And if I attempt to avenge myself the whole force of that society is
ready to complete my ruin.
A good parson once said, that where mystery begins, religion ends.
Cannot I say, as truly at least, of human laws, that where mystery
begins, justice ends? It is hard to say, whether the doctors of law or
divinity have made the greater advances in the lucrative business of
mystery. The lawyers, as well as the theologians, have erected another
reason besides natural reason; and the result has been, another justice
besides natural justice. They have so bewildered the world and
themselves in unmeaning forms and ceremonies, and so perplexed the
plainest matters with metaphysical jargon, that it carries the highest
danger to a man out of that profession, to make the least step without
their advice and assistance. Thus, by confining to themselves the
knowledge of the foundation of all men's lives and properties, they have
reduced all mankind into the most abject and servile dependence.
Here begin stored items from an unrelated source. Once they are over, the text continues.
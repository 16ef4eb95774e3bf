use axum::{
    extract::{rejection::JsonRejection, Path, Query, State},
    response::IntoResponse,
    Json,
};
use chrono::{NaiveDate, Utc};
use serde::Deserialize;
use sqlx::{sqlite::SqliteRow, Row};
use uuid::Uuid;

use crate::{
    error::{AppError, AppResult, OptionExt},
    filter::{self, PageRequest, ProductFilter},
    state::AppState,
    types::{ActionResponse, Category, DataResponse, Product, ProductPayload, Supplier},
};

/// Raw listing query parameters. Everything arrives as strings so malformed
/// values can be reported as 400s instead of being dropped silently; list
/// parameters are comma-separated (`categories=Books,Electronics`).
#[derive(Debug, Default, Deserialize)]
pub struct ListQuery {
    pub page_number: Option<String>,
    pub limit: Option<String>,
    pub last_created_at: Option<String>,
    pub reference: Option<String>,
    pub start_date: Option<String>,
    pub end_date: Option<String>,
    pub min_price: Option<String>,
    pub max_price: Option<String>,
    pub categories: Option<String>,
    pub suppliers: Option<String>,
    pub stock_cities: Option<String>,
    pub status: Option<String>,
    pub search: Option<String>,
}

fn parse_date(value: Option<&str>, field: &str) -> AppResult<Option<NaiveDate>> {
    match value.map(str::trim).filter(|v| !v.is_empty()) {
        None => Ok(None),
        Some(v) => NaiveDate::parse_from_str(v, "%Y-%m-%d").map(Some).map_err(|_| {
            AppError::InvalidInput(format!("invalid {}: expected YYYY-MM-DD, got {}", field, v))
        }),
    }
}

fn parse_price(value: Option<&str>, field: &str) -> AppResult<Option<f64>> {
    match value.map(str::trim).filter(|v| !v.is_empty()) {
        None => Ok(None),
        Some(v) => v
            .parse::<f64>()
            .map(Some)
            .map_err(|_| AppError::InvalidInput(format!("invalid {}: expected a number, got {}", field, v))),
    }
}

fn parse_int(value: Option<&str>, field: &str) -> AppResult<Option<i64>> {
    match value.map(str::trim).filter(|v| !v.is_empty()) {
        None => Ok(None),
        Some(v) => v
            .parse::<i64>()
            .map(Some)
            .map_err(|_| AppError::InvalidInput(format!("invalid {}: expected an integer, got {}", field, v))),
    }
}

fn split_multi(value: Option<&str>) -> Vec<String> {
    value
        .map(|v| v.split(',').map(str::trim).filter(|s| !s.is_empty()).map(ToString::to_string).collect())
        .unwrap_or_default()
}

pub(crate) fn parse_list_query(raw: &ListQuery) -> AppResult<(ProductFilter, PageRequest)> {
    let filter = ProductFilter {
        reference: raw.reference.clone().filter(|r| !r.trim().is_empty()),
        start_date: parse_date(raw.start_date.as_deref(), "start_date")?,
        end_date: parse_date(raw.end_date.as_deref(), "end_date")?,
        min_price: parse_price(raw.min_price.as_deref(), "min_price")?,
        max_price: parse_price(raw.max_price.as_deref(), "max_price")?,
        categories: split_multi(raw.categories.as_deref()),
        suppliers: split_multi(raw.suppliers.as_deref()),
        stock_cities: split_multi(raw.stock_cities.as_deref()),
        statuses: split_multi(raw.status.as_deref()),
        search: raw.search.clone().filter(|s| !s.trim().is_empty()),
    };
    let page = PageRequest {
        page: parse_int(raw.page_number.as_deref(), "page_number")?,
        limit: parse_int(raw.limit.as_deref(), "limit")?,
        last_added: parse_date(raw.last_created_at.as_deref(), "last_created_at")?,
    };
    Ok((filter, page))
}

fn parse_id(value: &str, what: &str) -> AppResult<Uuid> {
    Uuid::parse_str(value).map_err(|e| AppError::Database(format!("invalid {} {}: {}", what, value, e)))
}

/// Maps a joined product row onto the wire DTO.
pub(crate) fn product_from_row(row: &SqliteRow) -> AppResult<Product> {
    let id: String = row.try_get("id")?;
    let added: String = row.try_get("added_date")?;
    let added_date = NaiveDate::parse_from_str(&added, "%Y-%m-%d")
        .map_err(|e| AppError::Database(format!("invalid added_date {}: {}", added, e)))?;

    let category_id: String = row.try_get("category_id")?;
    let category = row
        .try_get::<Option<String>, _>("category_name")?
        .map(|name| -> AppResult<Category> {
            Ok(Category { id: parse_id(&category_id, "category id")?, name })
        })
        .transpose()?;
    let supplier_id: String = row.try_get("supplier_id")?;
    let supplier = row
        .try_get::<Option<String>, _>("supplier_name")?
        .map(|name| -> AppResult<Supplier> {
            Ok(Supplier { id: parse_id(&supplier_id, "supplier id")?, name })
        })
        .transpose()?;

    Ok(Product {
        id: parse_id(&id, "product id")?,
        reference: row.try_get("reference")?,
        name: row.try_get("name")?,
        added_date,
        status: row.try_get("status")?,
        price: row.try_get("price")?,
        stock_city: row.try_get("stock_city")?,
        quantity: row.try_get("quantity")?,
        category,
        supplier,
    })
}

pub async fn list_products(
    State(state): State<AppState>,
    Query(raw): Query<ListQuery>,
) -> AppResult<impl IntoResponse> {
    let (filter_opts, page) = parse_list_query(&raw)?;
    filter_opts.validate()?;
    state.metrics.inc_list_queries();

    let mut qb = filter::build_list_query(&filter_opts, &page);
    let rows = qb.build().fetch_all(&state.db).await?;
    let items = rows.iter().map(product_from_row).collect::<AppResult<Vec<Product>>>()?;

    Ok(Json(DataResponse { data: items }))
}

pub async fn get_product(
    State(state): State<AppState>,
    Path(id): Path<Uuid>,
) -> AppResult<impl IntoResponse> {
    let sql = format!("{} WHERE p.id = ?1", filter::LIST_SELECT);
    let row = sqlx::query(&sql)
        .bind(id.to_string())
        .fetch_optional(&state.db)
        .await?
        .ok_or_not_found("product")?;
    Ok(Json(product_from_row(&row)?))
}

pub async fn create_product(
    State(state): State<AppState>,
    payload: Result<Json<ProductPayload>, JsonRejection>,
) -> AppResult<impl IntoResponse> {
    let Json(req) = payload?;
    if req.reference.trim().is_empty() {
        return Err(AppError::InvalidInput("reference must not be empty".to_string()));
    }
    let id = Uuid::new_v4();
    let added_date = req.added_date.unwrap_or_else(|| Utc::now().date_naive());

    sqlx::query(
        r#"INSERT INTO products
           (id, reference, name, added_date, status, price, stock_city, quantity, category_id, supplier_id)
           VALUES (?1, ?2, ?3, ?4, ?5, ?6, ?7, ?8, ?9, ?10)"#,
    )
    .bind(id.to_string())
    .bind(&req.reference)
    .bind(&req.name)
    .bind(added_date.to_string())
    .bind(&req.status)
    .bind(req.price)
    .bind(&req.stock_city)
    .bind(req.quantity)
    .bind(req.category_id.to_string())
    .bind(req.supplier_id.to_string())
    .execute(&state.db)
    .await?;

    state.metrics.inc_products_created();
    Ok(Json(ActionResponse { message: "Product added successfully".to_string() }))
}

pub async fn update_product(
    State(state): State<AppState>,
    Path(id): Path<Uuid>,
    payload: Result<Json<ProductPayload>, JsonRejection>,
) -> AppResult<impl IntoResponse> {
    let Json(req) = payload?;
    if req.reference.trim().is_empty() {
        return Err(AppError::InvalidInput("reference must not be empty".to_string()));
    }
    let added_date = req.added_date.unwrap_or_else(|| Utc::now().date_naive());

    // Full-record overwrite, matched by primary key
    let result = sqlx::query(
        r#"UPDATE products
           SET reference = ?1, name = ?2, added_date = ?3, status = ?4, price = ?5,
               stock_city = ?6, quantity = ?7, category_id = ?8, supplier_id = ?9
           WHERE id = ?10"#,
    )
    .bind(&req.reference)
    .bind(&req.name)
    .bind(added_date.to_string())
    .bind(&req.status)
    .bind(req.price)
    .bind(&req.stock_city)
    .bind(req.quantity)
    .bind(req.category_id.to_string())
    .bind(req.supplier_id.to_string())
    .bind(id.to_string())
    .execute(&state.db)
    .await?;

    if result.rows_affected() == 0 {
        return Err(AppError::NotFound("product not found".to_string()));
    }
    state.metrics.inc_products_updated();
    Ok(Json(ActionResponse { message: "Product updated successfully".to_string() }))
}

pub async fn delete_product(
    State(state): State<AppState>,
    Path(id): Path<Uuid>,
) -> AppResult<impl IntoResponse> {
    let result =
        sqlx::query("DELETE FROM products WHERE id = ?1").bind(id.to_string()).execute(&state.db).await?;

    if result.rows_affected() == 0 {
        return Err(AppError::NotFound("product not found".to_string()));
    }
    state.metrics.inc_products_deleted();
    Ok(Json(ActionResponse { message: "Product deleted successfully".to_string() }))
}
We are
tenants at the will of these gentlemen for everything; and a
metaphysical quibble is to decide whether the greatest villain breathing
shall meet his deserts, or escape with impunity, or whether the best man
in the society shall not be reduced to the lowest and most despicable
condition it affords. In a word, my lord, the injustice, delay,
puerility, false refinement, and affected mystery of the law are such,
that many who live under it come to admire and envy the expedition,
simplicity, and equality of arbitrary judgments. I need insist the less
on this article to your lordship, as you have frequently lamented the
miseries derived to us from artificial law, and your candor is the more
to be admired and applauded in this, as your lordship's noble house has
derived its wealth and its honors from that profession.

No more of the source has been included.